[Opening PROVIDED ENTRIES section]

impl ReleaseClient {
    pub fn new(current_version: impl Into<String>, config: &UpdaterConfig) -> Self {
        let agent = ureq::AgentBuilder::new()
            .timeout(config.http_timeout())
            .user_agent(&config.user_agent)
            .build();

        Self {
            current_version: current_version.into(),
            channel: Channel::default(),
            platform: Platform::current(),
            config: config.clone(),
            agent,
        }
    }

    pub fn with_channel(mut self, channel: Channel) -> Self {
        self.channel = channel;
        self
    }

    pub fn with_platform(mut self, platform: Platform) -> Self {
        self.platform = platform;
        self
    }

    pub fn current_version(&self) -> &str {
        &self.current_version
    }

    pub fn channel(&self) -> Channel {
        self.channel
    }

    pub fn platform(&self) -> &Platform {
        &self.platform
    }

    /// Returns the newest eligible release if it is newer than the running version.
    pub fn check_for_update(&self) -> Result<Option<Release>> {
        let release = self.latest_release()?;

        if !is_newer_version(&self.current_version, &release.tag_name)? {
            log_check(&format!(
                "Running {} is up to date (latest {} on {} channel)",
                self.current_version, release.tag_name, self.channel
            ));
            return Ok(None);
        }

        log_check(&format!(
            "Update available: {} -> {}",
            self.current_version, release.tag_name
        ));
        Ok(Some(release))
    }

    /// Fetch the newest eligible release for the channel without comparing versions.
    pub fn latest_release(&self) -> Result<Release> {
        match self.channel {
            Channel::Stable => {
                let url = format!(
                    "{}/repos/{}/{}/releases/latest",
                    self.config.api_base, self.config.owner, self.config.repo
                );
                self.get_json(&url)
            }
            Channel::Rc => {
                let url = format!(
                    "{}/repos/{}/{}/releases?per_page={}",
                    self.config.api_base, self.config.owner, self.config.repo, RC_PAGE_SIZE
                );
                let releases: Vec<Release> = self.get_json(&url)?;
                newest_release(releases).ok_or_else(|| UpdateError::DownloadFailed {
                    url,
                    reason: "no published releases".to_string(),
                })
            }
        }
    }

    /// `{product}_{tag}_{os}_{arch}{ext}`
    pub fn asset_name(&self, release: &Release) -> String {
        format!(
            "{}_{}_{}_{}{}",
            self.config.product,
            release.tag_name,
            self.platform.os,
            self.platform.arch,
            self.platform.archive_format().extension()
        )
    }

    pub fn download_url(&self, release: &Release) -> String {
        let name = self.asset_name(release);
        match release.asset(&name) {
            Some(asset) => asset.browser_download_url.clone(),
            None => format!(
                "{}/{}/{}/releases/download/{}/{}",
                self.config.download_base,
                self.config.owner,
                self.config.repo,
                release.tag_name,
                name
            ),
        }
    }

    pub fn checksum_url(&self, release: &Release) -> String {
        format!(
            "{}/{}/{}/releases/download/{}/checksums.txt",
            self.config.download_base, self.config.owner, self.config.repo, release.tag_name
        )
    }

    /// Path the raw archive is downloaded to before extraction.
    pub fn archive_path(dest: &Path) -> PathBuf {
        sidecar_path(dest, "archive")
    }

    /// Download and extract the platform binary to `dest` without checksum verification.
    pub fn download(&self, release: &Release, dest: &Path) -> Result<()> {
        let archive = Self::archive_path(dest);
        self.download_archive(release, &archive)?;

        let result = self.extract(&archive, dest);
        let _ = fs::remove_file(&archive);
        result
    }

    /// Check a downloaded archive against the release's `checksums.txt`.
    pub fn verify_checksum(&self, archive: &Path, release: &Release) -> Result<()> {
        let asset = self.asset_name(release);
        let url = self.checksum_url(release);
        let manifest = self.get_string(&url)?;

        let expected = find_checksum(&manifest, &asset)
            .ok_or_else(|| UpdateError::ChecksumMissing { asset: asset.clone() })?;
        let actual = sha256_file(archive).map_err(|e| {
            UpdateError::io(format!("failed to hash {}", archive.display()), e)
        })?;

        if actual != expected {
            return Err(UpdateError::ChecksumMismatch {
                asset,
                expected,
                actual,
            });
        }

        log_download(&format!("Checksum verified for {}", asset));
        Ok(())
    }

    /// Download, verify, and only then extract the platform binary to `dest`.
    pub fn download_and_verify(&self, release: &Release, dest: &Path) -> Result<()> {
        let archive = Self::archive_path(dest);
        self.download_archive(release, &archive)?;

        let result = self
            .verify_checksum(&archive, release)
            .and_then(|()| self.extract(&archive, dest));
        let _ = fs::remove_file(&archive);
        result
    }

    fn download_archive(&self, release: &Release, archive: &Path) -> Result<()> {
        let url = self.download_url(release);
        log_download(&format!("Downloading {}", url));

        if let Some(parent) = archive.parent() {
            fs::create_dir_all(parent).map_err(|e| {
                UpdateError::io(format!("failed to create {}", parent.display()), e)
            })?;
        }

        let response = self.call(&url, false)?;
        let mut reader = response.into_reader();
        let mut file = fs::File::create(archive).map_err(|e| {
            UpdateError::io(format!("failed to create {}", archive.display()), e)
        })?;

        let copied = std::io::copy(&mut reader, &mut file).and_then(|n| file.flush().map(|_| n));
        match copied {
            Ok(bytes) => {
                log_download(&format!("Downloaded {} bytes to {}", bytes, archive.display()));
                Ok(())
            }
            Err(e) => {
                drop(file);
                let _ = fs::remove_file(archive);
                Err(UpdateError::DownloadFailed {
                    url,
                    reason: e.to_string(),
                })
            }
        }
    }

    fn extract(&self, archive: &Path, dest: &Path) -> Result<()> {
        let entry = self.platform.binary_entry(&self.config.product);
        extract_binary(archive, self.platform.archive_format(), &entry, dest)?;

        if !self.platform.is_windows() {
            set_executable(dest)
                .map_err(|e| UpdateError::io(format!("failed to chmod {}", dest.display()), e))?;
        }
        Ok(())
    }

    fn call(&self, url: &str, api: bool) -> Result<ureq::Response> {
        let mut request = self.agent.get(url);
        if api {
            request = request.set("Accept", "application/vnd.github.v3+json");
        }

        request.call().map_err(|e| {
            let reason = match e {
                ureq::Error::Status(code, response) => {
                    format!("server returned {} {}", code, response.status_text())
                }
                ureq::Error::Transport(t) => t.to_string(),
            };
            UpdateError::DownloadFailed {
                url: url.to_string(),
                reason,
            }
        })
    }

    fn get_json<T: serde::de::DeserializeOwned>(&self, url: &str) -> Result<T> {
        self.call(url, true)?
            .into_json()
            .map_err(|e| UpdateError::DownloadFailed {
                url: url.to_string(),
                reason: format!("invalid release metadata: {}", e),
            })
    }

    fn get_string(&self, url: &str) -> Result<String> {
        self.call(url, false)?
            .into_string()
            .map_err(|e| UpdateError::DownloadFailed {
                url: url.to_string(),
                reason: e.to_string(),
            })
    }
}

[Closing PROVIDED ENTRIES section]

## WHAT YOU HAVE TO DO
Return all the lines shown above, precisely as they stand.

## WRITTEN RESPONSE
impl ReleaseClient {
    pub fn new(current_version: impl Into<String>, config: &UpdaterConfig) -> Self {
        let agent = ureq::AgentBuilder::new()
            .timeout(config.http_timeout())
            .user_agent(&config.user_agent)
            .build();

        Self {
            current_version: current_version.into(),
            channel: Channel::default(),
            platform: Platform::current(),
            config: config.clone(),
            agent,
        }
    }

    pub fn with_channel(mut self, channel: Channel) -> Self {
        self.channel = channel;
        self
    }

    pub fn with_platform(mut self, platform: Platform) -> Self {
        self.platform = platform;
        self
    }

    pub fn current_version(&self) -> &str {
        &self.current_version
    }

    pub fn channel(&self) -> Channel {
        self.channel
    }

    pub fn platform(&self) -> &Platform {
        &self.platform
    }

    /// Returns the newest eligible release if it is newer than the running version.
    pub fn check_for_update(&self) -> Result<Option<Release>> {
        let release = self.latest_release()?;

        if !is_newer_version(&self.current_version, &release.tag_name)? {
            log_check(&format!(
                "Running {} is up to date (latest {} on {} channel)",
                self.current_version, release.tag_name, self.channel
            ));
            return Ok(None);
        }

        log_check(&format!(
            "Update available: {} -> {}",
            self.current_version, release.tag_name
        ));
        Ok(Some(release))
    }

    /// Fetch the newest eligible release for the channel without comparing versions.
    pub fn latest_release(&self) -> Result<Release> {
        match self.channel {
            Channel::Stable => {
                let url = format!(
                    "{}/repos/{}/{}/releases/latest",
                    self.config.api_base, self.config.owner, self.config.repo
                );
                self.get_json(&url)
            }
            Channel::Rc => {
                let url = format!(
                    "{}/repos/{}/{}/releases?per_page={}",
                    self.config.api_base, self.config.owner, self.config.repo, RC_PAGE_SIZE
                );
                let releases: Vec<Release> = self.get_json(&url)?;
                newest_release(releases).ok_or_else(|| UpdateError::DownloadFailed {
                    url,
                    reason: "no published releases".to_string(),
                })
            }
        }
    }

    /// `{product}_{tag}_{os}_{arch}{ext}`
    pub fn asset_name(&self, release: &Release) -> String {
        format!(
            "{}_{}_{}_{}{}",
            self.config.product,
            release.tag_name,
            self.platform.os,
            self.platform.arch,
            self.platform.archive_format().extension()
        )
    }

    pub fn download_url(&self, release: &Release) -> String {
        let name = self.asset_name(release);
        match release.asset(&name) {
            Some(asset) => asset.browser_download_url.clone(),
            None => format!(
                "{}/{}/{}/releases/download/{}/{}",
                self.config.download_base,
                self.config.owner,
                self.config.repo,
                release.tag_name,
                name
            ),
        }
    }

    pub fn checksum_url(&self, release: &Release) -> String {
        format!(
            "{}/{}/{}/releases/download/{}/checksums.txt",
            self.config.download_base, self.config.owner, self.config.repo, release.tag_name
        )
    }

    /// Path the raw archive is downloaded to before extraction.
    pub fn archive_path(dest: &Path) -> PathBuf {
        sidecar_path(dest, "archive")
    }

    /// Download and extract the platform binary to `dest` without checksum verification.
    pub fn download(&self, release: &Release, dest: &Path) -> Result<()> {
        let archive = Self::archive_path(dest);
        self.download_archive(release, &archive)?;

        let result = self.extract(&archive, dest);
        let _ = fs::remove_file(&archive);
        result
    }

    /// Check a downloaded archive against the release's `checksums.txt`.
    pub fn verify_checksum(&self, archive: &Path, release: &Release) -> Result<()> {
        let asset = self.asset_name(release);
        let url = self.checksum_url(release);
        let manifest = self.get_string(&url)?;

        let expected = find_checksum(&manifest, &asset)
            .ok_or_else(|| UpdateError::ChecksumMissing { asset: asset.clone() })?;
        let actual = sha256_file(archive).map_err(|e| {
            UpdateError::io(format!("failed to hash {}", archive.display()), e)
        })?;

        if actual != expected {
            return Err(UpdateError::ChecksumMismatch {
                asset,
                expected,
                actual,
            });
        }

        log_download(&format!("Checksum verified for {}", asset));
        Ok(())
    }

    /// Download, verify, and only then extract the platform binary to `dest`.
    pub fn download_and_verify(&self, release: &Release, dest: &Path) -> Result<()> {
        let archive = Self::archive_path(dest);
        self.download_archive(release, &archive)?;

        let result = self
            .verify_checksum(&archive, release)
            .and_then(|()| self.extract(&archive, dest));
        let _ = fs::remove_file(&archive);
        result
    }

    fn download_archive(&self, release: &Release, archive: &Path) -> Result<()> {
        let url = self.download_url(release);
        log_download(&format!("Downloading {}", url));

        if let Some(parent) = archive.parent() {
            fs::create_dir_all(parent).map_err(|e| {
                UpdateError::io(format!("failed to create {}", parent.display()), e)
            })?;
        }

        let response = self.call(&url, false)?;
        let mut reader = response.into_reader();
        let mut file = fs::File::create(archive).map_err(|e| {
            UpdateError::io(format!("failed to create {}", archive.display()), e)
        })?;

        let copied = std::io::copy(&mut reader, &mut file).and_then(|n| file.flush().map(|_| n));
        match copied {
            Ok(bytes) => {
                log_download(&format!("Downloaded {} bytes to {}", bytes, archive.display()));
                Ok(())
            }
            Err(e) => {
                drop(file);
                let _ = fs::remove_file(archive);
                Err(UpdateError::DownloadFailed {
                    url,
                    reason: e.to_string(),
                })
            }
        }
    }

    fn extract(&self, archive: &Path, dest: &Path) -> Result<()> {
        let entry = self.platform.binary_entry(&self.config.product);
        extract_binary(archive, self.platform.archive_format(), &entry, dest)?;

        if !self.platform.is_windows() {
            set_executable(dest)
                .map_err(|e| UpdateError::io(format!("failed to chmod {}", dest.display()), e))?;
        }
        Ok(())
    }

    fn call(&self, url: &str, api: bool) -> Result<ureq::Response> {
        let mut request = self.agent.get(url);
        if api {
            request = request.set("Accept", "application/vnd.github.v3+json");
        }

        request.call().map_err(|e| {
            let reason = match e {
                ureq::Error::Status(code, response) => {
                    format!("server returned {} {}", code, response.status_text())
                }
                ureq::Error::Transport(t) => t.to_string(),
            };
            UpdateError::DownloadFailed {
                url: url.to_string(),
                reason,
            }
        })
    }

    fn get_json<T: serde::de::DeserializeOwned>(&self, url: &str) -> Result<T> {
        self.call(url, true)?
            .into_json()
            .map_err(|e| UpdateError::DownloadFailed {
                url: url.to_string(),
                reason: format!("invalid release metadata: {}", e),
            })
    }

    fn get_string(&self, url: &str) -> Result<String> {
        self.call(url, false)?
            .into_string()
            .map_err(|e| UpdateError::DownloadFailed {
                url: url.to_string(),
                reason: e.to_string(),
            })
    }
}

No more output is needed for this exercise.